- Input data -
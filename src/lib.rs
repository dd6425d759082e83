//! Static analysis front-end for W3C State Chart XML (SCXML) documents.\
//! \
//! Parses an SCXML document into a typed, fully-resolved intermediate
//! `Model` describing its state tree, transitions and executable content,
//! and classifies which runtime facilities a downstream code generator
//! will need to give the document meaning. This crate never executes a
//! state machine; it only analyzes one.

pub mod common;
pub mod error;
pub mod executable_content;
pub mod expression_classifier;
pub mod feature_detector;
pub mod invoke_resolver;
pub mod model;
pub mod model_resolver;
pub mod state_tree_builder;
pub mod xml_reader;

use std::path::Path;

pub use error::{AnalysisError, Result};
pub use model::Model;

/// Analyzes a single SCXML document, running the full pipeline: XML Reader
/// → State-Tree Builder (which calls the Executable-Content Parser and
/// Invoke Resolver) → Model Resolver → Feature Detector.
///
/// Inline-invoke sibling files are extracted beside `path`.
pub fn analyze_file(path: &Path) -> Result<Model> {
    analyze_file_in(path, None)
}

/// Same as `analyze_file`, but inline-invoke sibling files are extracted
/// into `out_dir` instead of `path`'s own directory when `out_dir` is
/// `Some`, matching the CLI's `-o` override.
pub fn analyze_file_in(path: &Path, out_dir: Option<&Path>) -> Result<Model> {
    let root = xml_reader::read_document(path)?;
    analyze_root(&root, path, out_dir)
}

fn analyze_root(root: &xml_reader::Element, path: &Path, out_dir: Option<&Path>) -> Result<Model> {
    let name = path
        .file_stem()
        .map(|s| s.to_string_lossy().into_owned())
        .unwrap_or_else(|| path.to_string_lossy().into_owned());

    let mut model = Model::new(name);
    state_tree_builder::build(root, &mut model, path, out_dir);
    model_resolver::resolve(&mut model);
    feature_detector::detect(&mut model);
    Ok(model)
}

#[cfg(test)]
mod tests {
    use super::*;
    use std::io::Write;

    #[test]
    fn s7_inline_invoke_extraction_writes_sibling_file() {
        let dir = std::env::temp_dir().join(format!(
            "scxml_analyzer_test_{}",
            std::process::id()
        ));
        std::fs::create_dir_all(&dir).unwrap();
        let parent_path = dir.join("test347.scxml");
        let xml = r#"<scxml xmlns="http://www.w3.org/2005/07/scxml">
            <state id="a">
              <invoke>
                <content>
                  <scxml xmlns="http://www.w3.org/2005/07/scxml" name="machineName">
                    <state id="x"/>
                  </scxml>
                </content>
              </invoke>
            </state>
          </scxml>"#;
        let mut f = std::fs::File::create(&parent_path).unwrap();
        f.write_all(xml.as_bytes()).unwrap();
        drop(f);

        let model = analyze_file(&parent_path).unwrap();
        assert_eq!(model.static_invokes.len(), 1);
        assert_eq!(model.static_invokes[0].child_name, "test347_machineName");
        assert!(dir.join("test347_machineName.scxml").exists());

        let _ = std::fs::remove_dir_all(&dir);
    }

    #[test]
    fn out_dir_override_redirects_inline_invoke_extraction() {
        let base = std::env::temp_dir().join(format!(
            "scxml_analyzer_test_outdir_{}",
            std::process::id()
        ));
        let source_dir = base.join("source");
        let out_dir = base.join("out");
        std::fs::create_dir_all(&source_dir).unwrap();
        std::fs::create_dir_all(&out_dir).unwrap();
        let parent_path = source_dir.join("test348.scxml");
        let xml = r#"<scxml xmlns="http://www.w3.org/2005/07/scxml">
            <state id="a">
              <invoke>
                <content>
                  <scxml xmlns="http://www.w3.org/2005/07/scxml" name="childName">
                    <state id="x"/>
                  </scxml>
                </content>
              </invoke>
            </state>
          </scxml>"#;
        let mut f = std::fs::File::create(&parent_path).unwrap();
        f.write_all(xml.as_bytes()).unwrap();
        drop(f);

        let model = analyze_file_in(&parent_path, Some(&out_dir)).unwrap();
        assert_eq!(model.static_invokes.len(), 1);
        assert!(out_dir.join("test348_childName.scxml").exists());
        assert!(!source_dir.join("test348_childName.scxml").exists());

        let _ = std::fs::remove_dir_all(&base);
    }

    #[test]
    fn reports_io_error_for_missing_file() {
        let err = analyze_file(Path::new("/nonexistent/path/does_not_exist.scxml"))
            .expect_err("should fail");
        assert!(matches!(err, AnalysisError::Io { .. }));
    }
}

- Task goal -
All records should be written out again exactly as given.

- Exercise response -
filename src/lib.rs
repository dd6425d759082e83
//! Static analysis front-end for W3C State Chart XML (SCXML) documents.\
//! \
//! Parses an SCXML document into a typed, fully-resolved intermediate
//! `Model` describing its state tree, transitions and executable content,
//! and classifies which runtime facilities a downstream code generator
//! will need to give the document meaning. This crate never executes a
//! state machine; it only analyzes one.

pub mod common;
pub mod error;
pub mod executable_content;
pub mod expression_classifier;
pub mod feature_detector;
pub mod invoke_resolver;
pub mod model;
pub mod model_resolver;
pub mod state_tree_builder;
pub mod xml_reader;

use std::path::Path;

pub use error::{AnalysisError, Result};
pub use model::Model;

/// Analyzes a single SCXML document, running the full pipeline: XML Reader
/// → State-Tree Builder (which calls the Executable-Content Parser and
/// Invoke Resolver) → Model Resolver → Feature Detector.
///
/// Inline-invoke sibling files are extracted beside `path`.
pub fn analyze_file(path: &Path) -> Result<Model> {
    analyze_file_in(path, None)
}

/// Same as `analyze_file`, but inline-invoke sibling files are extracted
/// into `out_dir` instead of `path`'s own directory when `out_dir` is
/// `Some`, matching the CLI's `-o` override.
pub fn analyze_file_in(path: &Path, out_dir: Option<&Path>) -> Result<Model> {
    let root = xml_reader::read_document(path)?;
    analyze_root(&root, path, out_dir)
}

fn analyze_root(root: &xml_reader::Element, path: &Path, out_dir: Option<&Path>) -> Result<Model> {
    let name = path
        .file_stem()
        .map(|s| s.to_string_lossy().into_owned())
        .unwrap_or_else(|| path.to_string_lossy().into_owned());

    let mut model = Model::new(name);
    state_tree_builder::build(root, &mut model, path, out_dir);
    model_resolver::resolve(&mut model);
    feature_detector::detect(&mut model);
    Ok(model)
}

#[cfg(test)]
mod tests {
    use super::*;
    use std::io::Write;

    #[test]
    fn s7_inline_invoke_extraction_writes_sibling_file() {
        let dir = std::env::temp_dir().join(format!(
            "scxml_analyzer_test_{}",
            std::process::id()
        ));
        std::fs::create_dir_all(&dir).unwrap();
        let parent_path = dir.join("test347.scxml");
        let xml = r#"<scxml xmlns="http://www.w3.org/2005/07/scxml">
            <state id="a">
              <invoke>
                <content>
                  <scxml xmlns="http://www.w3.org/2005/07/scxml" name="machineName">
                    <state id="x"/>
                  </scxml>
                </content>
              </invoke>
            </state>
          </scxml>"#;
        let mut f = std::fs::File::create(&parent_path).unwrap();
        f.write_all(xml.as_bytes()).unwrap();
        drop(f);

        let model = analyze_file(&parent_path).unwrap();
        assert_eq!(model.static_invokes.len(), 1);
        assert_eq!(model.static_invokes[0].child_name, "test347_machineName");
        assert!(dir.join("test347_machineName.scxml").exists());

        let _ = std::fs::remove_dir_all(&dir);
    }

    #[test]
    fn out_dir_override_redirects_inline_invoke_extraction() {
        let base = std::env::temp_dir().join(format!(
            "scxml_analyzer_test_outdir_{}",
            std::process::id()
        ));
        let source_dir = base.join("source");
        let out_dir = base.join("out");
        std::fs::create_dir_all(&source_dir).unwrap();
        std::fs::create_dir_all(&out_dir).unwrap();
        let parent_path = source_dir.join("test348.scxml");
        let xml = r#"<scxml xmlns="http://www.w3.org/2005/07/scxml">
            <state id="a">
              <invoke>
                <content>
                  <scxml xmlns="http://www.w3.org/2005/07/scxml" name="childName">
                    <state id="x"/>
                  </scxml>
                </content>
              </invoke>
            </state>
          </scxml>"#;
        let mut f = std::fs::File::create(&parent_path).unwrap();
        f.write_all(xml.as_bytes()).unwrap();
        drop(f);

        let model = analyze_file_in(&parent_path, Some(&out_dir)).unwrap();
        assert_eq!(model.static_invokes.len(), 1);
        assert!(out_dir.join("test348_childName.scxml").exists());
        assert!(!source_dir.join("test348_childName.scxml").exists());

        let _ = std::fs::remove_dir_all(&base);
    }

    #[test]
    fn reports_io_error_for_missing_file() {
        let err = analyze_file(Path::new("/nonexistent/path/does_not_exist.scxml"))
            .expect_err("should fail");
        assert!(matches!(err, AnalysisError::Io { .. }));
    }
}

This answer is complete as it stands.